En suivant les avatars d’Albrecht von Wallenstein, le roman dresse un portrait total de la Guerre de Trente ans (1618-1648), ce moment sanglant de l’histoire européenne dans lequel Döblin projette sa propre expérience de la boucherie alors contemporaine de la Première Guerre mondiale. La fiction prend l’histoire en cours de route, après la victoire des Impériaux sur la Bohême, soit après le début de la guerre, et la laisse aussi au bord de la route : elle s’achève avec la mort de Ferdinand de Habsbourg (1637).
Pour Döblin, Wallenstein n’est pas (comme chez Schiller ou chez Golo Mann) cette figure prestigieuse de général et du grand homme d’État mais un banquier atteint de la goutte. Sans doute a-t-il bien livré quelques batailles, mais, comme le remarque Günter Grass dans À propos de mon maître Döblin en 1967, il est d’abord « le premier manager moderne d’une planification militaire à long terme, le premier architecte d’un cartel financier qui, nourri par la guerre, nourrit la guerre. […] Bien avant que Krupp ne fît ses affaires à Verdun, Wallenstein investissait sa fortune dans les affaires d’armement. »

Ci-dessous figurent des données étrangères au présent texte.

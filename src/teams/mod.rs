use std::collections::{HashMap, HashSet};
use std::path::Path;

use serde::de::DeserializeOwned;

use crate::errors::ModelError;

/// Minimum similarity for a fuzzy name match. Set high on purpose: a wrong
/// cross-team match silently corrupts every downstream stat lookup, while a
/// missed match just skips one game.
pub const FUZZY_MATCH_THRESHOLD: f64 = 0.98;

/// The three naming universes a team name can come from. Order here is the
/// fixed priority order `normalize` uses to detect which system an unknown
/// name belongs to.
#[derive(Debug, Clone, Copy, PartialEq, Eq)]
pub enum NamingSystem {
    TeamRankings,
    Sportsbook,
    KenPom,
}

impl std::fmt::Display for NamingSystem {
    fn fmt(&self, f: &mut std::fmt::Formatter<'_>) -> std::fmt::Result {
        let s = match self {
            NamingSystem::TeamRankings => "teamrankings",
            NamingSystem::Sportsbook => "sportsbook",
            NamingSystem::KenPom => "kenpom",
        };
        f.write_str(s)
    }
}

/// Immutable registry of team names across the three naming systems, loaded
/// once at startup from static JSON files.
///
/// The sportsbook system is the hub: direct maps exist sportsbook<->kenpom
/// and sportsbook<->teamrankings. Kenpom<->teamrankings translation is an
/// explicit two-step composition through the hub, never a graph search, so a
/// failed translation always names the hop that broke.
#[derive(Debug, Clone)]
pub struct TeamDirectory {
    teamrankings: HashSet<String>,
    sportsbook: HashSet<String>,
    kenpom: HashSet<String>,
    sportsbook_to_kenpom: HashMap<String, String>,
    kenpom_to_sportsbook: HashMap<String, String>,
    sportsbook_to_teamrankings: HashMap<String, String>,
    teamrankings_to_sportsbook: HashMap<String, String>,
}

impl TeamDirectory {
    /// Load every name list and cross-site map from `dir`.
    pub fn load(dir: &Path) -> Result<Self, ModelError> {
        Ok(Self {
            teamrankings: read_json_file(&dir.join("teamrankings.json"))?,
            sportsbook: read_json_file(&dir.join("sportsbook.json"))?,
            kenpom: read_json_file(&dir.join("kenpom.json"))?,
            sportsbook_to_kenpom: read_json_file(&dir.join("sportsbook2kenpom.json"))?,
            kenpom_to_sportsbook: read_json_file(&dir.join("kenpom2sportsbook.json"))?,
            sportsbook_to_teamrankings: read_json_file(&dir.join("sportsbook2teamrankings.json"))?,
            teamrankings_to_sportsbook: read_json_file(&dir.join("teamrankings2sportsbook.json"))?,
        })
    }

    /// Build a directory from in-memory parts. Mostly for tests.
    pub fn from_parts(
        teamrankings: Vec<String>,
        sportsbook: Vec<String>,
        kenpom: Vec<String>,
        sportsbook_to_kenpom: HashMap<String, String>,
        kenpom_to_sportsbook: HashMap<String, String>,
        sportsbook_to_teamrankings: HashMap<String, String>,
        teamrankings_to_sportsbook: HashMap<String, String>,
    ) -> Self {
        Self {
            teamrankings: teamrankings.into_iter().collect(),
            sportsbook: sportsbook.into_iter().collect(),
            kenpom: kenpom.into_iter().collect(),
            sportsbook_to_kenpom,
            kenpom_to_sportsbook,
            sportsbook_to_teamrankings,
            teamrankings_to_sportsbook,
        }
    }

    /// Exact membership test for `name` in one naming system.
    pub fn is_member(&self, name: &str, system: NamingSystem) -> bool {
        self.members(system).contains(name)
    }

    fn members(&self, system: NamingSystem) -> &HashSet<String> {
        match system {
            NamingSystem::TeamRankings => &self.teamrankings,
            NamingSystem::Sportsbook => &self.sportsbook,
            NamingSystem::KenPom => &self.kenpom,
        }
    }

    /// Translate `name` from one naming system to another.
    pub fn translate(
        &self,
        name: &str,
        from: NamingSystem,
        to: NamingSystem,
    ) -> Result<String, ModelError> {
        use NamingSystem::*;
        match (from, to) {
            (a, b) if a == b => {
                if self.is_member(name, a) {
                    Ok(name.to_string())
                } else {
                    Err(not_found(name))
                }
            }
            (Sportsbook, KenPom) => lookup(&self.sportsbook_to_kenpom, name),
            (KenPom, Sportsbook) => lookup(&self.kenpom_to_sportsbook, name),
            (Sportsbook, TeamRankings) => lookup(&self.sportsbook_to_teamrankings, name),
            (TeamRankings, Sportsbook) => lookup(&self.teamrankings_to_sportsbook, name),
            // No direct kenpom<->teamrankings maps exist; hop through the
            // sportsbook names explicitly.
            (KenPom, TeamRankings) => {
                let hub = lookup(&self.kenpom_to_sportsbook, name)?;
                lookup(&self.sportsbook_to_teamrankings, &hub)
            }
            (TeamRankings, KenPom) => {
                let hub = lookup(&self.teamrankings_to_sportsbook, name)?;
                lookup(&self.sportsbook_to_kenpom, &hub)
            }
            _ => unreachable!(),
        }
    }

    /// Whatever system `name` came from, produce its spelling in `to`.
    /// Detection tries the systems in declaration order, so a name valid in
    /// several systems resolves through the first one that claims it.
    pub fn normalize(&self, name: &str, to: NamingSystem) -> Result<String, ModelError> {
        for system in [
            NamingSystem::TeamRankings,
            NamingSystem::Sportsbook,
            NamingSystem::KenPom,
        ] {
            if self.is_member(name, system) {
                return self.translate(name, system, to);
            }
        }
        Err(not_found(name))
    }
}

fn not_found(name: &str) -> ModelError {
    ModelError::TeamNotFound {
        name: name.to_string(),
    }
}

/// Look up a key in a cross-site name map:
/// 1. exact match
/// 2. case-insensitive match
/// 3. fuzzy partial-ratio match, best score wins, ties broken by
///    lexicographically smallest key, accepted only above the threshold
fn lookup(map: &HashMap<String, String>, name: &str) -> Result<String, ModelError> {
    if let Some(v) = map.get(name) {
        return Ok(v.clone());
    }

    let lower = name.to_lowercase();
    for (k, v) in map {
        if k.to_lowercase() == lower {
            return Ok(v.clone());
        }
    }

    let mut best: Option<(f64, &String, &String)> = None;
    for (k, v) in map {
        let score = partial_ratio(&k.to_lowercase(), &lower);
        let better = match best {
            None => true,
            Some((best_score, best_key, _)) => {
                score > best_score || (score == best_score && k < best_key)
            }
        };
        if better {
            best = Some((score, k, v));
        }
    }

    match best {
        Some((score, _, v)) if score > FUZZY_MATCH_THRESHOLD => Ok(v.clone()),
        _ => Err(not_found(name)),
    }
}

/// Best normalized-Levenshtein similarity of the shorter string against every
/// equal-length window of the longer one. 1.0 means the shorter string
/// appears verbatim inside the longer.
fn partial_ratio(a: &str, b: &str) -> f64 {
    let a_chars: Vec<char> = a.chars().collect();
    let b_chars: Vec<char> = b.chars().collect();
    let (needle, hay) = if a_chars.len() <= b_chars.len() {
        (a_chars, b_chars)
    } else {
        (b_chars, a_chars)
    };

    if needle.is_empty() {
        return if hay.is_empty() { 1.0 } else { 0.0 };
    }

    let n = needle.len();
    let needle: String = needle.into_iter().collect();
    let mut best = 0.0_f64;
    for start in 0..=(hay.len() - n) {
        let window: String = hay[start..start + n].iter().collect();
        let score = strsim::normalized_levenshtein(&needle, &window);
        if score > best {
            best = score;
        }
    }
    best
}

fn read_json_file<T: DeserializeOwned>(path: &Path) -> Result<T, ModelError> {
    let raw = std::fs::read_to_string(path).map_err(|e| ModelError::Configuration {
        reason: format!("cannot read team data file {}: {}", path.display(), e),
    })?;
    serde_json::from_str(&raw).map_err(|e| ModelError::Configuration {
        reason: format!("cannot parse team data file {}: {}", path.display(), e),
    })
}
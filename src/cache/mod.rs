use std::path::PathBuf;

use chrono::NaiveDate;
use serde_json::Value;

use crate::errors::ModelError;

/// How much of a snapshot is actually there.
///
/// Only `Complete` snapshots are safe to consume without a re-fetch.
/// `Partial` means the file exists but a required sub-field is absent;
/// `Missing` means no file at all. A file that exists but will not parse is
/// an error, never `Missing` -- quietly re-fetching over a corrupt file
/// could hide a real upstream problem.
#[derive(Debug, Clone, Copy, PartialEq, Eq)]
pub enum Completeness {
    Missing,
    Partial,
    Complete,
}

/// The records read for one (category, date) key plus their completeness.
#[derive(Debug, Clone)]
pub struct Snapshot {
    pub records: Vec<Value>,
    pub completeness: Completeness,
}

impl Snapshot {
    pub fn is_complete(&self) -> bool {
        self.completeness == Completeness::Complete
    }
}

/// Flat-file JSON store with one file per (category, date).
///
/// Records are opaque JSON objects; their schema belongs to whatever fetched
/// them. The cache only promises presence, atomic replacement, and the
/// completeness predicate.
#[derive(Debug, Clone)]
pub struct SnapshotCache {
    root: PathBuf,
}

/// `YYYYMMDD` stamp used in cache and results filenames.
pub fn date_stamp(date: NaiveDate) -> String {
    date.format("%Y%m%d").to_string()
}

impl SnapshotCache {
    pub fn new(root: impl Into<PathBuf>) -> Self {
        Self { root: root.into() }
    }

    /// `<root>/json/<category>_<YYYYMMDD>.json`
    pub fn path(&self, category: &str, stamp: &str) -> PathBuf {
        self.root
            .join("json")
            .join(format!("{}_{}.json", category, stamp))
    }

    /// Read the snapshot for one key. A missing file is a valid state
    /// (`Missing`, empty records); a file that will not parse is reported as
    /// a distinct error so the operator can look at it.
    pub fn read(
        &self,
        category: &str,
        stamp: &str,
        required_field: Option<&str>,
    ) -> Result<Snapshot, ModelError> {
        let path = self.path(category, stamp);
        let raw = match std::fs::read_to_string(&path) {
            Ok(raw) => raw,
            Err(e) if e.kind() == std::io::ErrorKind::NotFound => {
                return Ok(Snapshot {
                    records: Vec::new(),
                    completeness: Completeness::Missing,
                });
            }
            Err(e) => return Err(ModelError::Io(e)),
        };

        let records: Vec<Value> =
            serde_json::from_str(&raw).map_err(|e| ModelError::SnapshotParse {
                path: path.clone(),
                reason: e.to_string(),
            })?;

        let completeness = if Self::is_complete(&records, required_field) {
            Completeness::Complete
        } else {
            Completeness::Partial
        };

        Ok(Snapshot {
            records,
            completeness,
        })
    }

    /// Overwrite the snapshot for one key atomically: serialize to a
    /// temporary file in the same directory, then rename over the target, so
    /// a concurrent reader never sees a half-written file.
    pub fn write(
        &self,
        category: &str,
        stamp: &str,
        records: &[Value],
    ) -> Result<PathBuf, ModelError> {
        let path = self.path(category, stamp);
        if let Some(parent) = path.parent() {
            std::fs::create_dir_all(parent)?;
        }

        let json = serde_json::to_string_pretty(records).expect("records are plain JSON values");
        let tmp = path.with_extension("json.tmp");
        std::fs::write(&tmp, json)?;
        std::fs::rename(&tmp, &path)?;
        Ok(path)
    }

    /// Category-specific completeness predicate. Odds are attached to
    /// schedule records after the schedule rows themselves are written, so
    /// the last record carrying the required field means the second pass
    /// finished. An empty record set is complete: a date can simply have no
    /// games, and refetching it forever would not change that.
    pub fn is_complete(records: &[Value], required_field: Option<&str>) -> bool {
        let Some(field) = required_field else {
            return true;
        };
        match records.last() {
            None => true,
            Some(last) => last.get(field).map(|v| !v.is_null()).unwrap_or(false),
        }
    }
}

Ici la fiction romanesque est mise au service d’une vision du politique très actuelle : la guerre comme une poursuite des affaires par d’autres moyens. Bien loin du « beau style » d’un Thomas Mann (refus de la syntaxe conventionnelle, absence d’articles, ellipses, ponctuation non orthodoxe), Döblin invente un matériau langagier baroque pour saisir l’époque démesurée de la première grande guerre de l’Occident moderne. Deuxième grand roman d’Alfred Döblin (après Les Trois Bonds de Wang Lun, en 1915), Wallenstein est écrit entre 1915 et 1918, publié deux ans plus tard par Fischer Verlag : il appartient donc à la première production de l’auteur (avant Berlin Alexanderplatz, 1929), marqué par l’expressionnisme et la collaboration à la revue Der Sturm.